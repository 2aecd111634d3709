#![forbid(unsafe_code)]

//! Region snapshots of a host surface.
//!
//! [`capture`] renders the whole [`Surface`] into an off-screen [`Canvas`] at
//! the surface's pixel density, then crops the pixels under the requested
//! rectangle. The canvas is an owned temporary, released on every path out of
//! the function.

use std::io::Cursor;

use image::{ImageFormat, RgbaImage, imageops};
use lumen_core::geometry::Rect;

use crate::canvas::{Canvas, CanvasError};

/// Orientation metadata carried alongside a captured image.
#[derive(Debug, Clone, Copy, PartialEq, Eq, Default)]
#[cfg_attr(feature = "serde", derive(serde::Serialize, serde::Deserialize))]
pub enum Orientation {
    #[default]
    Up,
    Down,
    Left,
    Right,
    UpMirrored,
    DownMirrored,
    LeftMirrored,
    RightMirrored,
}

/// Something that can draw itself into a [`Canvas`].
///
/// `bounds` is the surface's extent in its own point space; the canvas
/// handed to `render` covers exactly that extent.
pub trait Surface {
    fn bounds(&self) -> Rect;

    /// Pixels per point.
    fn scale(&self) -> f64 {
        1.0
    }

    fn orientation(&self) -> Orientation {
        Orientation::Up
    }

    fn render(&self, canvas: &mut Canvas);
}

/// An immutable cropped raster of a surface region.
#[derive(Debug, Clone, PartialEq)]
pub struct Snapshot {
    image: RgbaImage,
    scale: f64,
    orientation: Orientation,
}

impl Snapshot {
    pub fn new(image: RgbaImage, scale: f64, orientation: Orientation) -> Self {
        Self {
            image,
            scale,
            orientation,
        }
    }

    #[inline]
    pub fn image(&self) -> &RgbaImage {
        &self.image
    }

    #[inline]
    pub fn scale(&self) -> f64 {
        self.scale
    }

    #[inline]
    pub fn orientation(&self) -> Orientation {
        self.orientation
    }

    /// Width and height in pixels.
    pub fn pixel_size(&self) -> (u32, u32) {
        self.image.dimensions()
    }

    /// Encode the snapshot as PNG bytes.
    pub fn to_png_bytes(&self) -> Result<Vec<u8>, SnapshotError> {
        let mut bytes = Vec::new();
        self.image
            .write_to(&mut Cursor::new(&mut bytes), ImageFormat::Png)
            .map_err(|e| SnapshotError::EncodingFailed(e.to_string()))?;
        Ok(bytes)
    }
}

#[derive(Debug, Clone, PartialEq, thiserror::Error)]
pub enum SnapshotError {
    #[error("snapshot region has zero width or height")]
    ZeroDimension,

    #[error("off-screen canvas could not be allocated: {0}")]
    Allocation(#[from] CanvasError),

    #[error(
        "crop rectangle ({},{},{},{}) exceeds rendered image ({}x{})",
        requested.0, requested.1, requested.2, requested.3,
        image_size.0, image_size.1
    )]
    OutOfBounds {
        requested: (u32, u32, u32, u32),
        image_size: (u32, u32),
    },

    #[error("PNG encoding failed: {0}")]
    EncodingFailed(String),
}

/// Capture the pixels of `surface` under `rect`.
///
/// `rect` is clipped to the surface bounds first; an empty clip is a
/// [`SnapshotError::ZeroDimension`].
pub fn capture(surface: &dyn Surface, rect: Rect) -> Result<Snapshot, SnapshotError> {
    let bounds = surface.bounds();
    let scale = surface.scale();

    #[cfg(feature = "tracing")]
    let _span = tracing::debug_span!(
        "snapshot_capture",
        x = rect.x,
        y = rect.y,
        w = rect.width,
        h = rect.height,
        scale
    )
    .entered();

    let clipped = rect
        .intersection_opt(&bounds)
        .ok_or(SnapshotError::ZeroDimension)?;

    let mut canvas = Canvas::new(bounds, scale)?;
    surface.render(&mut canvas);
    let full = canvas.into_image();

    let px = clipped
        .offset(-bounds.x, -bounds.y)
        .scale(scale)
        .integral();
    let (x, y) = (px.x.max(0.0) as u32, px.y.max(0.0) as u32);
    let (width, height) = (px.width as u32, px.height as u32);
    if width == 0 || height == 0 {
        return Err(SnapshotError::ZeroDimension);
    }

    // Rounding outward can overshoot the canvas by a pixel; trim it.
    let width = width.min(full.width().saturating_sub(x));
    let height = height.min(full.height().saturating_sub(y));
    if width == 0 || height == 0 {
        return Err(SnapshotError::OutOfBounds {
            requested: (x, y, px.width as u32, px.height as u32),
            image_size: full.dimensions(),
        });
    }

    let cropped = imageops::crop_imm(&full, x, y, width, height).to_image();

    #[cfg(feature = "tracing")]
    tracing::debug!(width, height, "snapshot captured");

    Ok(Snapshot::new(cropped, scale, surface.orientation()))
}

/// [`capture`], discarding the error.
pub fn try_capture(surface: &dyn Surface, rect: Rect) -> Option<Snapshot> {
    capture(surface, rect).ok()
}
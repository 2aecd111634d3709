#![forbid(unsafe_code)]

//! Observer contracts for a [`Coachmark`].
//!
//! The coachmark keeps only [`std::rc::Weak`] references to its delegates; a
//! dropped delegate is treated as absent.

use std::time::Duration;

use super::Coachmark;

/// Supplies animation timing.
pub trait CoachmarkAppearanceDelegate {
    /// Duration of the timed presentation and dismissal animations.
    fn animation_duration(&self, coachmark: &Coachmark) -> Duration;
}

/// Receives lifecycle notifications.
pub trait CoachmarkDelegate {
    /// Called once per dismissal, after the overlay has hidden itself.
    fn coachmark_did_complete(&self, coachmark: &Coachmark);
}
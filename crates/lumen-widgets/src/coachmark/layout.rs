#![forbid(unsafe_code)]

//! Frame computations for one layout pass.
//!
//! All rectangles are in the coachmark's coordinate space, which is assumed
//! to coincide with the host surface's point space.

use lumen_core::geometry::{Insets, Point, Rect, Size, centered, inscribed_rect};
use lumen_render::Path;

use crate::circular_mask::CircularMask;

/// Square with the focus rect's origin and side `max(width, height)`.
pub fn focus_square(focus: Rect) -> Rect {
    let side = focus.width.max(focus.height).max(0.0);
    Rect::new(focus.x, focus.y, side, side)
}

/// Outer disc frame: side `ceil(2 * widget_width)` centered on the focus.
pub fn outer_frame(widget_width: f64, focus: Rect) -> Rect {
    let side = (widget_width.max(0.0) * 2.0).ceil();
    Rect::square_around(focus.center(), side)
}

/// Inner disc frame: the focus square moved onto `center`.
pub fn inner_frame(focus: Rect, center: Point) -> Rect {
    focus_square(focus).with_center(center)
}

/// Region to snapshot: the square whose side is the focus diagonal,
/// centered on the focus, made integral and clipped to `surface_bounds`.
pub fn snapshot_rect(focus: Rect, surface_bounds: Rect) -> Rect {
    let side = focus.width.hypot(focus.height);
    Rect::new(
        focus.x + (focus.width - side) / 2.0,
        focus.y + (focus.height - side) / 2.0,
        side,
        side,
    )
    .integral()
    .intersection(&surface_bounds)
}

/// Append a reversed rounded square the size of the focus square, centered
/// in the disc, so the disc shows a round hole.
pub fn default_cutout(mut path: Path, focus: Rect) -> Path {
    let square = focus_square(focus);
    let hole = centered(&square, &path.bounds()).integral();
    path.append(Path::rounded_rect(hole, square.width / 2.0).reversed());
    path
}

/// Text band inscribed in the outer disc, in the mask's parent space.
pub fn text_band(outer: &CircularMask) -> Rect {
    let diameter = outer.diameter();
    let bounds = outer.bounds();
    let frame = outer.frame();
    inscribed_rect(diameter)
        .offset(
            (bounds.width - diameter) / 2.0,
            (bounds.height - diameter) / 2.0,
        )
        .integral()
        .offset(frame.x, frame.y)
}

/// Final label frame.
///
/// The band is clipped to `bounds`, moved off the inner disc frame when one
/// is shown, padded by `insets`, then shrunk to the text's natural height.
/// A label in the upper half of the outer disc is centered vertically in
/// the space it gave up.
pub fn label_frame(
    band: Rect,
    bounds: Rect,
    inner: Option<Rect>,
    insets: Insets,
    outer_mid_y: f64,
    fit: impl FnOnce(Size) -> Size,
) -> Rect {
    let mut area = band.intersection(&bounds);

    if let Some(inner) = inner
        && area.intersects(&inner)
    {
        if area.mid_y() < inner.mid_y() {
            // Above the disc: give up the bottom.
            area.height = (inner.y - area.y).clamp(0.0, area.height);
        } else {
            let top = inner.max_y().clamp(area.y, area.max_y());
            area.height = area.max_y() - top;
            area.y = top;
        }
    }

    let mut frame = area.inset(insets);
    let natural = fit(frame.size()).height.max(0.0);
    let height = natural.min(frame.height);
    if frame.mid_y() < outer_mid_y {
        frame.y += (frame.height - height) / 2.0;
    }
    frame.height = height;
    frame
}
#![forbid(unsafe_code)]

//! Circular mask element: a filled disc that animates its scale.
//!
//! A [`CircularMask`] occupies a frame in its parent's coordinate space and
//! draws a disc whose diameter is `min(width, height) * scale_extent`,
//! centered in that frame. The disc path can be rewritten by a
//! [`PathCustomizer`] (for example to punch a hole in it) every time it is
//! recomputed.
//!
//! Scale animations go through a single slot:
//!
//! - starting a new animation replaces the one in flight, which reports
//!   `finished = false` under its own tag;
//! - a natural or forced finish reports `finished = true`;
//! - [`CircularMask::cancel_animation`] drops the animation without a report.
//!
//! Reports are queued and handed out by the next [`CircularMask::tick`], the
//! way a compositor delivers animation callbacks on the following frame.
//!
//! # Invariants
//!
//! 1. At most one scale animation is in flight.
//! 2. Every started animation yields at most one completion report.
//! 3. After a finished animation the presentation scale holds its end value.

use std::time::Duration;

use lumen_core::animation::{
    Animation, AnimationCompletion, AnimationTag, ScaleAnimation, ScaleCurve,
};
use lumen_core::geometry::{Rect, centered};
use lumen_render::{Canvas, PackedRgba, Path, Transform};

/// Scale extent used when none is configured.
pub const DEFAULT_SCALE_EXTENT: f64 = 0.9;

/// Hook that rewrites the raw disc path of a mask.
///
/// The input is the disc in layer-local coordinates (origin at the disc's
/// bounding square).
pub trait PathCustomizer {
    fn customize(&self, path: Path) -> Path;
}

impl<F> PathCustomizer for F
where
    F: Fn(Path) -> Path,
{
    fn customize(&self, path: Path) -> Path {
        self(path)
    }
}

/// Animated disc drawn inside a frame.
#[derive(Debug, Clone)]
pub struct CircularMask {
    frame: Rect,
    scale_extent: f64,
    /// Disc bounding square relative to `frame`.
    layer_frame: Rect,
    /// Disc path relative to `layer_frame`.
    path: Path,
    fill: PackedRgba,
    hidden: bool,
    scale: f64,
    animation: Option<ScaleAnimation>,
    pending: Vec<AnimationCompletion>,
}

impl Default for CircularMask {
    fn default() -> Self {
        Self::new(PackedRgba::TRANSPARENT)
    }
}

impl CircularMask {
    /// A visible mask with an empty frame.
    pub fn new(fill: PackedRgba) -> Self {
        Self {
            frame: Rect::ZERO,
            scale_extent: DEFAULT_SCALE_EXTENT,
            layer_frame: Rect::ZERO,
            path: Path::disc(Rect::ZERO),
            fill,
            hidden: false,
            scale: 1.0,
            animation: None,
            pending: Vec::new(),
        }
    }

    /// Builder form of [`Self::set_scale_extent`].
    #[must_use]
    pub fn scale_extent(mut self, ratio: f64) -> Self {
        self.set_scale_extent(ratio);
        self
    }

    /// Fraction of the frame's shorter side used as the disc diameter.
    ///
    /// Negative or non-finite ratios collapse the disc. Takes effect on the
    /// next [`Self::recompute_path`].
    pub fn set_scale_extent(&mut self, ratio: f64) {
        self.scale_extent = if ratio.is_finite() { ratio.max(0.0) } else { 0.0 };
    }

    #[inline]
    pub fn extent(&self) -> f64 {
        self.scale_extent
    }

    #[inline]
    pub fn fill(&self) -> PackedRgba {
        self.fill
    }

    pub fn set_fill(&mut self, fill: PackedRgba) {
        self.fill = fill;
    }

    #[inline]
    pub fn is_hidden(&self) -> bool {
        self.hidden
    }

    pub fn set_hidden(&mut self, hidden: bool) {
        self.hidden = hidden;
    }

    /// Frame in the parent's coordinate space.
    #[inline]
    pub fn frame(&self) -> Rect {
        self.frame
    }

    /// Local bounds: the frame's size at the origin.
    pub fn bounds(&self) -> Rect {
        Rect::from_size(self.frame.width, self.frame.height)
    }

    /// Disc bounding square relative to the frame.
    #[inline]
    pub fn layer_frame(&self) -> Rect {
        self.layer_frame
    }

    /// Current path, relative to [`Self::layer_frame`].
    #[inline]
    pub fn path(&self) -> &Path {
        &self.path
    }

    /// Width of the current path's bounding box.
    pub fn diameter(&self) -> f64 {
        self.path.bounds().width
    }

    /// Scale currently shown on screen.
    #[inline]
    pub fn presentation_scale(&self) -> f64 {
        self.scale
    }

    #[inline]
    pub fn is_animating(&self) -> bool {
        self.animation.is_some()
    }

    /// Tag of the animation in flight, if any.
    pub fn animation_tag(&self) -> Option<AnimationTag> {
        self.animation.as_ref().map(ScaleAnimation::tag)
    }

    /// Move the mask and rebuild its path.
    pub fn set_frame(&mut self, frame: Rect, customizer: Option<&dyn PathCustomizer>) {
        self.frame = frame;
        self.recompute_path(customizer);
    }

    /// Rebuild the disc from the current frame and scale extent.
    pub fn recompute_path(&mut self, customizer: Option<&dyn PathCustomizer>) {
        let side = self.frame.width.min(self.frame.height).max(0.0) * self.scale_extent;
        let layer_bounds = Rect::from_size(side, side).integral();
        self.layer_frame = centered(&layer_bounds, &self.bounds()).integral();

        let disc = Path::disc(layer_bounds);
        self.path = match customizer {
            Some(customizer) => customizer.customize(disc),
            None => disc,
        };
    }

    /// Disc bounding square in the parent's coordinate space.
    fn parent_layer_frame(&self) -> Rect {
        self.layer_frame.offset(self.frame.x, self.frame.y)
    }

    /// Path in the parent's coordinate space, at rest scale.
    pub fn parent_path(&self) -> Path {
        let origin = self.parent_layer_frame().origin();
        self.path.clone().translated(origin.x, origin.y)
    }

    /// Presentation scale about the disc center, in parent coordinates.
    pub fn presentation_transform(&self) -> Transform {
        let center = self.parent_layer_frame().center();
        let (cx, cy) = (center.x as f32, center.y as f32);
        let s = self.scale.max(0.0) as f32;
        Transform::from_translate(cx, cy)
            .pre_scale(s, s)
            .pre_translate(-cx, -cy)
    }

    /// Bounds of the path as displayed.
    pub fn presented_bounds(&self) -> Rect {
        let bounds = self.parent_path().bounds();
        let center = self.parent_layer_frame().center();
        let s = self.scale.max(0.0);
        Rect::new(
            center.x + (bounds.x - center.x) * s,
            center.y + (bounds.y - center.y) * s,
            bounds.width * s,
            bounds.height * s,
        )
    }

    /// Start animating the scale from `from` to `to`.
    ///
    /// Any animation already in flight is replaced and reports
    /// `finished = false` on the next tick.
    pub fn animate_scale(&mut self, from: f64, to: f64, curve: ScaleCurve, tag: AnimationTag) {
        if let Some(previous) = self.animation.take() {
            self.pending.push(previous.completion(false));
        }
        self.scale = from;
        self.animation = Some(ScaleAnimation::new(from, to, curve, tag));
    }

    /// Drop the animation in flight without reporting it.
    ///
    /// The presentation scale stays at the last value a tick produced.
    pub fn cancel_animation(&mut self) {
        self.animation = None;
    }

    /// Jump the animation in flight to its end; it reports `finished = true`.
    pub fn complete_animation(&mut self) {
        if let Some(mut animation) = self.animation.take() {
            animation.finish();
            self.scale = animation.to_scale();
            self.pending.push(animation.completion(true));
        }
    }

    /// Advance the animation by `dt` and collect every report due.
    pub fn tick(&mut self, dt: Duration) -> Vec<AnimationCompletion> {
        let mut reports = std::mem::take(&mut self.pending);
        if let Some(mut animation) = self.animation.take() {
            animation.tick(dt);
            if animation.is_complete() {
                self.scale = animation.to_scale();
                reports.push(animation.completion(true));
            } else {
                self.scale = animation.scale();
                self.animation = Some(animation);
            }
        }
        reports
    }

    /// Fill the path at the presentation scale.
    pub fn paint(&self, canvas: &mut Canvas) {
        if self.hidden || self.scale <= 0.0 {
            return;
        }
        canvas.fill_path_with(&self.parent_path(), self.fill, self.presentation_transform());
    }
}
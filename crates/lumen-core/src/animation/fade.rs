#![forbid(unsafe_code)]

//! Fixed-duration progress animations.

use std::time::Duration;

use super::{Animation, Easing};

/// Eased 0.0 → 1.0 progress over a fixed duration.
///
/// A zero duration completes on the first tick, not on construction, so a
/// completion observer always sees at least one frame.
#[derive(Debug, Clone)]
pub struct Fade {
    elapsed: Duration,
    duration: Duration,
    easing: Easing,
    overshoot: Duration,
    done: bool,
}

impl Fade {
    /// Create a fade lasting `duration` with linear easing.
    #[must_use]
    pub fn new(duration: Duration) -> Self {
        Self {
            elapsed: Duration::ZERO,
            duration,
            easing: Easing::Linear,
            overshoot: Duration::ZERO,
            done: false,
        }
    }

    /// Set the easing curve (builder pattern).
    #[must_use]
    pub fn easing(mut self, easing: Easing) -> Self {
        self.easing = easing;
        self
    }

    /// Total duration.
    #[inline]
    pub fn duration(&self) -> Duration {
        self.duration
    }

    /// Time elapsed so far, capped at the duration.
    #[inline]
    pub fn elapsed(&self) -> Duration {
        self.elapsed
    }

    /// Linear progress in [0.0, 1.0].
    pub fn progress(&self) -> f64 {
        if self.done {
            return 1.0;
        }
        if self.duration.is_zero() {
            return 0.0;
        }
        (self.elapsed.as_secs_f64() / self.duration.as_secs_f64()).clamp(0.0, 1.0)
    }

    /// Eased progress.
    pub fn eased(&self) -> f64 {
        self.easing.apply(self.progress())
    }

    /// Jump to the end.
    pub fn finish(&mut self) {
        self.elapsed = self.duration;
        self.done = true;
    }
}

impl Animation for Fade {
    fn tick(&mut self, dt: Duration) {
        if self.done {
            return;
        }
        let next = self.elapsed.saturating_add(dt);
        if next >= self.duration {
            self.overshoot = next - self.duration;
            self.elapsed = self.duration;
            self.done = true;
        } else {
            self.elapsed = next;
        }
    }

    fn is_complete(&self) -> bool {
        self.done
    }

    fn value(&self) -> f32 {
        self.eased() as f32
    }

    fn reset(&mut self) {
        self.elapsed = Duration::ZERO;
        self.overshoot = Duration::ZERO;
        self.done = false;
    }

    fn overshoot(&self) -> Duration {
        self.overshoot
    }
}

/// Interpolates a scalar between two endpoints along a [`Fade`].
#[derive(Debug, Clone)]
pub struct Tween {
    from: f64,
    to: f64,
    fade: Fade,
}

impl Tween {
    #[must_use]
    pub fn new(from: f64, to: f64, duration: Duration) -> Self {
        Self {
            from,
            to,
            fade: Fade::new(duration),
        }
    }

    /// Set the easing curve (builder pattern).
    #[must_use]
    pub fn easing(mut self, easing: Easing) -> Self {
        self.fade = self.fade.easing(easing);
        self
    }

    /// Start value.
    #[inline]
    pub fn start(&self) -> f64 {
        self.from
    }

    /// End value.
    #[inline]
    pub fn end(&self) -> f64 {
        self.to
    }

    /// Current interpolated value.
    pub fn current(&self) -> f64 {
        self.from + (self.to - self.from) * self.fade.eased()
    }

    /// Jump to the end value.
    pub fn finish(&mut self) {
        self.fade.finish();
    }
}

impl Animation for Tween {
    fn tick(&mut self, dt: Duration) {
        self.fade.tick(dt);
    }

    fn is_complete(&self) -> bool {
        self.fade.is_complete()
    }

    fn value(&self) -> f32 {
        self.fade.value()
    }

    fn reset(&mut self) {
        self.fade.reset();
    }

    fn overshoot(&self) -> Duration {
        self.fade.overshoot()
    }
}

#[cfg(test)]
mod tests {
    use super::*;

    const MS_50: Duration = Duration::from_millis(50);
    const MS_200: Duration = Duration::from_millis(200);

    #[test]
    fn fade_completes_after_duration() {
        let mut fade = Fade::new(MS_200);
        for _ in 0..3 {
            fade.tick(MS_50);
        }
        assert!(!fade.is_complete());
        fade.tick(MS_50);
        assert!(fade.is_complete());
        assert_eq!(fade.value(), 1.0);
    }

    #[test]
    fn fade_records_overshoot() {
        let mut fade = Fade::new(MS_50);
        fade.tick(Duration::from_millis(80));
        assert_eq!(fade.overshoot(), Duration::from_millis(30));
    }

    #[test]
    fn zero_duration_completes_on_first_tick() {
        let mut fade = Fade::new(Duration::ZERO);
        assert!(!fade.is_complete());
        assert_eq!(fade.progress(), 0.0);
        fade.tick(Duration::ZERO);
        assert!(fade.is_complete());
        assert_eq!(fade.progress(), 1.0);
    }

    #[test]
    fn reset_restarts() {
        let mut fade = Fade::new(MS_50);
        fade.tick(MS_200);
        fade.reset();
        assert!(!fade.is_complete());
        assert_eq!(fade.progress(), 0.0);
    }

    #[test]
    fn tween_interpolates_downward() {
        let mut tween = Tween::new(1.0, 0.0, MS_200);
        tween.tick(Duration::from_millis(100));
        assert!((tween.current() - 0.5).abs() < 1e-9);
        tween.tick(Duration::from_millis(100));
        assert_eq!(tween.current(), 0.0);
    }

    #[test]
    fn tween_finish_jumps_to_end() {
        let mut tween = Tween::new(0.0, 1.0, MS_200).easing(Easing::EaseOut);
        tween.finish();
        assert!(tween.is_complete());
        assert_eq!(tween.current(), 1.0);
    }
}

* [Task requirements]
Copy out only the lines above from the one with "let side = focus.width.hypot(focus.height);" to the one with "if area.mid_y() <", inclusive, exactly as they stand.

* [Written answer]
    let side = focus.width.hypot(focus.height);
    Rect::new(
        focus.x + (focus.width - side) / 2.0,
        focus.y + (focus.height - side) / 2.0,
        side,
        side,
    )
    .integral()
    .intersection(&surface_bounds)
}

/// Append a reversed rounded square the size of the focus square, centered
/// in the disc, so the disc shows a round hole.
pub fn default_cutout(mut path: Path, focus: Rect) -> Path {
    let square = focus_square(focus);
    let hole = centered(&square, &path.bounds()).integral();
    path.append(Path::rounded_rect(hole, square.width / 2.0).reversed());
    path
}

/// Text band inscribed in the outer disc, in the mask's parent space.
pub fn text_band(outer: &CircularMask) -> Rect {
    let diameter = outer.diameter();
    let bounds = outer.bounds();
    let frame = outer.frame();
    inscribed_rect(diameter)
        .offset(
            (bounds.width - diameter) / 2.0,
            (bounds.height - diameter) / 2.0,
        )
        .integral()
        .offset(frame.x, frame.y)
}

/// Final label frame.
///
/// The band is clipped to `bounds`, moved off the inner disc frame when one
/// is shown, padded by `insets`, then shrunk to the text's natural height.
/// A label in the upper half of the outer disc is centered vertically in
/// the space it gave up.
pub fn label_frame(
    band: Rect,
    bounds: Rect,
    inner: Option<Rect>,
    insets: Insets,
    outer_mid_y: f64,
    fit: impl FnOnce(Size) -> Size,
) -> Rect {
    let mut area = band.intersection(&bounds);

    if let Some(inner) = inner
        && area.intersects(&inner)
    {
        if area.mid_y() < inner.mid_y() {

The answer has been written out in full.